Liverpool John Moores University, UK

An ecologist enjoys a smelly experiment on a neglected link in the food web.

I have long been fascinated by an idea from the 1970s about rotting food. Daniel Janzen, now at the University of Pennsylvania in Philadelphia, suggested then that many of the noxious chemicals secreted by microbes in decaying food are produced to fend off large animals, allowing the microbes to keep the resource for themselves.

It's an intuitively appealing hypothesis. Our own experience is to be repulsed by putrid food, and several studies have shown that birds prefer fresh over rotted fruit. Most recently, a careful study in the seas off the southeasten United States provided further support for Janzen's idea (D. E. Burkepile et al. Ecology 87, 2821–2831; 2006).

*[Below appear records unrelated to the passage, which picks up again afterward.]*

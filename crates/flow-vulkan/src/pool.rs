//! Content-addressed reuse of transient resources with time-based eviction.
//!
//! Released resources park in per-create-info free lists and are handed back to matching
//! `get`s; a free list that sits untouched past `max_unused_time` is dropped whole.

use std::{
	hash::Hash,
	sync::Arc,
	time::{Duration, Instant},
};

use hashbrown::HashMap;
use parking_lot::{Mutex, RwLock};
use tracing::warn;

use crate::Result;

pub const DEFAULT_MAX_UNUSED_TIME: Duration = Duration::from_secs(10);

/// A resource the pool can recycle. The key covers exactly the fields that affect the
/// physical layout.
pub trait PooledResource: Send + Sync {
	type Key: Clone + Eq + Hash + Send + Sync;

	fn raw_handle(&self) -> u64;

	fn byte_size(&self) -> u64;
}

impl PooledResource for crate::resource::Image {
	type Key = crate::resource::image::ImagePoolKey;

	fn raw_handle(&self) -> u64 { ash::vk::Handle::as_raw(self.handle()) }

	fn byte_size(&self) -> u64 { self.size() }
}

impl PooledResource for crate::resource::Buffer {
	type Key = crate::resource::buffer::BufferPoolKey;

	fn raw_handle(&self) -> u64 { ash::vk::Handle::as_raw(self.handle()) }

	fn byte_size(&self) -> u64 { self.size() }
}

pub struct UsedResourceInfo<R: PooledResource> {
	pub tag: String,
	pub key: R::Key,
	pub resource: Arc<R>,
}

struct PoolState<R: PooledResource> {
	used: HashMap<u64, UsedResourceInfo<R>>,
	free: HashMap<R::Key, Vec<Arc<R>>>,
	release_time: HashMap<R::Key, Instant>,
	used_bytes: u64,
	ready_bytes: u64,
}

impl<R: PooledResource> PoolState<R> {
	/// Drop every free list whose last release is older than `max_unused`.
	fn sweep(&mut self, max_unused: Duration) {
		let now = Instant::now();
		let mut expired = Vec::new();
		for (key, &released) in self.release_time.iter() {
			if now.duration_since(released) > max_unused && self.free.contains_key(key) {
				expired.push(key.clone());
			}
		}
		for key in expired {
			if let Some(list) = self.free.remove(&key) {
				for resource in list {
					self.ready_bytes -= resource.byte_size();
				}
			}
			self.release_time.remove(&key);
		}
	}
}

pub struct ResourcePool<R: PooledResource> {
	state: RwLock<PoolState<R>>,
	max_unused: Mutex<Duration>,
}

impl<R: PooledResource> ResourcePool<R> {
	pub fn new(max_unused: Duration) -> Self {
		Self {
			state: RwLock::new(PoolState {
				used: HashMap::new(),
				free: HashMap::new(),
				release_time: HashMap::new(),
				used_bytes: 0,
				ready_bytes: 0,
			}),
			max_unused: Mutex::new(max_unused),
		}
	}

	/// A resource for `key`: recycled if a fresh-enough one is free, otherwise created via
	/// `create`.
	pub fn get_with(&self, key: R::Key, tag: &str, create: impl FnOnce() -> Result<Arc<R>>) -> Result<Arc<R>> {
		let max_unused = *self.max_unused.lock();
		let mut state = self.state.write();
		state.sweep(max_unused);

		let resource = match state.free.get_mut(&key).and_then(Vec::pop) {
			Some(resource) => {
				state.ready_bytes -= resource.byte_size();
				if state.free.get(&key).is_some_and(Vec::is_empty) {
					state.free.remove(&key);
				}
				resource
			},
			None => create()?,
		};

		state.used_bytes += resource.byte_size();
		state.used.insert(
			resource.raw_handle(),
			UsedResourceInfo {
				tag: tag.to_string(),
				key,
				resource: resource.clone(),
			},
		);
		Ok(resource)
	}

	/// Return a resource to its free list, stamping the eviction clock for its key.
	pub fn release(&self, handle: u64) -> bool {
		let max_unused = *self.max_unused.lock();
		let mut state = self.state.write();

		let Some(info) = state.used.remove(&handle) else {
			warn!("releasing a resource the pool does not own");
			return false;
		};
		let size = info.resource.byte_size();
		state.used_bytes -= size;
		state.ready_bytes += size;
		state.free.entry(info.key.clone()).or_default().push(info.resource);
		state.release_time.insert(info.key, Instant::now());

		state.sweep(max_unused);
		true
	}

	/// Drop every free list immediately.
	pub fn garbage_collect(&self) {
		let mut state = self.state.write();
		state.free.clear();
		state.release_time.clear();
		state.ready_bytes = 0;
	}

	pub fn is_used(&self, handle: u64) -> bool { self.state.read().used.contains_key(&handle) }

	pub fn find_used(&self, handle: u64) -> Option<Arc<R>> {
		self.state.read().used.get(&handle).map(|info| info.resource.clone())
	}

	pub fn set_tag(&self, handle: u64, tag: &str) {
		let mut state = self.state.write();
		match state.used.get_mut(&handle) {
			Some(info) => info.tag = tag.to_string(),
			None => warn!("tagging a resource the pool does not own"),
		}
	}

	pub fn available_count(&self) -> u64 { self.state.read().free.values().map(|l| l.len() as u64).sum() }

	pub fn used_count(&self) -> u64 { self.state.read().used.len() as u64 }

	pub fn used_bytes(&self) -> u64 { self.state.read().used_bytes }

	pub fn ready_bytes(&self) -> u64 { self.state.read().ready_bytes }

	pub fn total_bytes(&self) -> u64 {
		let state = self.state.read();
		state.used_bytes + state.ready_bytes
	}

	pub fn set_max_unused_time(&self, time: Duration) { *self.max_unused.lock() = time; }
}

#[cfg(test)]
mod tests {
	use std::sync::atomic::{AtomicU64, Ordering};

	use super::*;

	struct Dummy {
		id: u64,
	}

	impl PooledResource for Dummy {
		type Key = u32;

		fn raw_handle(&self) -> u64 { self.id }

		fn byte_size(&self) -> u64 { 64 }
	}

	static NEXT: AtomicU64 = AtomicU64::new(1);

	fn fresh() -> Result<Arc<Dummy>> {
		Ok(Arc::new(Dummy {
			id: NEXT.fetch_add(1, Ordering::Relaxed),
		}))
	}

	#[test]
	fn recycles_within_the_window() {
		let pool = ResourcePool::<Dummy>::new(Duration::from_millis(100));

		let a = pool.get_with(7, "a", fresh).unwrap();
		let handle = a.id;
		assert!(pool.is_used(handle));
		assert_eq!(pool.used_count(), 1);

		assert!(pool.release(handle));
		assert!(!pool.is_used(handle));
		assert_eq!(pool.available_count(), 1);

		let b = pool.get_with(7, "b", fresh).unwrap();
		assert_eq!(b.id, handle);
	}

	#[test]
	fn keys_do_not_cross() {
		let pool = ResourcePool::<Dummy>::new(Duration::from_millis(100));
		let a = pool.get_with(1, "a", fresh).unwrap();
		pool.release(a.id);
		let b = pool.get_with(2, "b", fresh).unwrap();
		assert_ne!(a.id, b.id);
		assert_eq!(pool.available_count(), 1);
	}

	#[test]
	fn evicts_idle_free_lists() {
		let pool = ResourcePool::<Dummy>::new(Duration::from_millis(10));

		let a = pool.get_with(3, "a", fresh).unwrap();
		let first = a.id;
		pool.release(first);

		// Within the window the same handle comes back.
		let b = pool.get_with(3, "b", fresh).unwrap();
		assert_eq!(b.id, first);
		pool.release(first);

		std::thread::sleep(Duration::from_millis(25));
		let c = pool.get_with(3, "c", fresh).unwrap();
		assert_ne!(c.id, first);
		assert_eq!(pool.available_count(), 0);
	}

	#[test]
	fn garbage_collect_clears_free_lists() {
		let pool = ResourcePool::<Dummy>::new(Duration::from_secs(10));
		let a = pool.get_with(4, "a", fresh).unwrap();
		pool.release(a.id);
		assert_eq!(pool.ready_bytes(), 64);

		pool.garbage_collect();
		assert_eq!(pool.available_count(), 0);
		assert_eq!(pool.ready_bytes(), 0);

		let b = pool.get_with(4, "b", fresh).unwrap();
		assert_ne!(b.id, a.id);
	}

	#[test]
	fn byte_accounting_tracks_moves() {
		let pool = ResourcePool::<Dummy>::new(Duration::from_secs(10));
		let a = pool.get_with(5, "a", fresh).unwrap();
		let b = pool.get_with(5, "b", fresh).unwrap();
		assert_eq!(pool.used_bytes(), 128);
		assert_eq!(pool.total_bytes(), 128);

		pool.release(a.id);
		assert_eq!(pool.used_bytes(), 64);
		assert_eq!(pool.ready_bytes(), 64);
		assert_eq!(pool.total_bytes(), 128);

		pool.release(b.id);
		assert_eq!(pool.used_bytes(), 0);
		assert_eq!(pool.ready_bytes(), 128);
	}

	#[test]
	fn double_release_is_rejected() {
		let pool = ResourcePool::<Dummy>::new(Duration::from_secs(10));
		let a = pool.get_with(6, "a", fresh).unwrap();
		assert!(pool.release(a.id));
		assert!(!pool.release(a.id));
	}
}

In what must have been a gloriously smelly experiment, the researchers baited crab traps with dead fish, either rotten or fresh. The microbe-laden carrion was four times less likely to be consumed by scavengers than the fresh fish.

This provides clear evidence that microbes compete for food with larger animals, something that has been largely overlooked in the huge ecological literature on food webs and feeding relationships. But it doesn't tell us how the chemicals evolved.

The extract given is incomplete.